Settling In: A peek into midlife change and new beginnings

My day job is heading up an anti-racism organization, I write about race and I exist in a body that is called Black. Racism isn’t an intellectual activity for me; it is a lived reality that lurks on every corner once I step outside my door. If I don’t want to think about race and possibly racism, my only recourse is to not leave my house. And trust me, there are days when I am not strong enough…days when I know that if I encounter racial ignorance or outright bigotry that it might break me or cause me to break someone else. On those days, I simply don’t leave the house.

Yet my life is more than race and racism. It is also joy and it is sorrow and, right now, it’s so much change that I often feel like Neo in “The Matrix” as I contort myself to dodge the barrage of emotional and logistical ammunition that is headed in my direction. Last night, I found myself on a three-plus hour call catching up with one of my sisters in storytelling. As I shared what’s really been going on in my life, she asked me, “Why aren’t you writing these stories?” I realized over the course of that call that while writing about racism and oppression is often what brings people to this site, I am a writer who needs to write and that also means telling the stories that contribute to my own humanity and help define and frame it. So today I share a peek into my life at midlife as I navigate what increasingly feels like a brave new world.

I have spent the majority of my adult life being a wife and a mother. I have grown into adulthood while navigating rearing children and being a partner. Even attending college and later graduate school was done while juggling kids, partner, an ailing mother and later grieving the loss of that mother. It’s meant that I have spent very little time actually living on my own. It’s also meant that navigating life in my 40s after the collapse of my almost 20-year marriage at times feels like a comedy routine or a tragedy depending on the day.

I have no regrets about my marriage coming to an end, my now co-parent (rather than husband or even “husbfriend” as I was calling him for a while) remains my closest friend and trusted confidante. Our romantic journey together came to the end of its natural lifecycle and I think that as a society that is hung up on romance and fairytale endings, we rarely provide the space to admit that things end. Not all endings must be nasty and contentious nor must they be emotional affairs that gut us, but endings are change and change even when we need it and welcome it can be a sticky affair.

For me, navigating the reality of not living with another adult is what has been the unexpected thing. Realizing that logic models come far easier to me than remembering what day the trash pick-up is…hell, trying to figure out what size garbage bags to buy nearly sent me into a panic as I stood trying to explain to the clerk that I haven’t bought garbage bags myself in damn near 20 years.

After years of serving as a de-facto short order cook to a family that includes a staunch vegetarian, one meat-only kid, and one eat-anything adult, I realize that I have no idea how to cook in small portions but surprisingly I am learning that left to my own devices, I actually don’t like cooking (other than baking which, according to my waistline, I should do very little of).  I especially don’t like cooking now that I have to cook and wash the dishes after years of having a live-in dishwasher.

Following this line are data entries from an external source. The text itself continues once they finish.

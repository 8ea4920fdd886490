//! The scoring pipeline: weighting, confluence resolution, regime/risk
//! filtering.

pub mod confluence;
pub mod filter;
pub mod risk;
pub mod scorer;

pub use confluence::{resolve_confluence, ConflictPolicy, ZoneTolerance};
pub use filter::filter_signals;
pub use risk::{LevelRiskModel, RiskModel};
pub use scorer::score_candidates;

Yet the biggest adjustment to me is how I interact with the world and how it interacts with me as a middle-aged woman sans a life partner. Leaving a partner is not just leaving a partner but it’s also leaving a way of life. It’s leaving the land of twos and navigating as a one, it’s realizing that friends and acquaintances often feel worse than you do and just when you need them, they are nowhere to be found. It was waking up alone on my 43rd birthday and feeling adrift and then having to cancel my plans because almost everyone canceled on me yet feeling grateful for the friend who did show up.

Hands down, the feeling of being alone has been the hardest to navigate especially because 20-plus years ago, friendships and connections were not merely a series of Facebook status updates with carefully curated snapshots of the chipper side of our lives. In midlife, our schedules are full and we are stretched and creating time for friends is not always a priority when we are juggling jobs, partners, aging parents and our kids’ schedules which are often as full as our own.  There is also the reality that midlife breakups are different than earlier splits. Midlife is already a time for reflection and sometimes correction. When you have spent a deacde or two or more with another human being and you leave, whether it’s contentious or amicable, it’s a shift in your personal world and adds roadblocks and course corrections into a life already increasingly filled with them.

So, I am working to settle into being alone. I am also trying to wrap my head around being a woman who still has needs *ahem* and how the heck does one get such needs met in a Tinder kind of world? That’s a book waiting to be written and definitely not for this space!  I am working to have greater compassion when people don’t show up when I need them and making more space for the unexpected people who have shown up for the much-needed call, drink and space-holding session. The past several months have knocked me on my ass as I have juggled so many balls that eventually they started falling and smacking me in my face. Still I have also found my safe space; turns out that island living, though logistically a nightmare at times (Island in Maine to Boston days are a blast and a half!), is what I needed. So yeah, I am doing good, been through the desert on a horse with no name and it felt good to be out of the rain.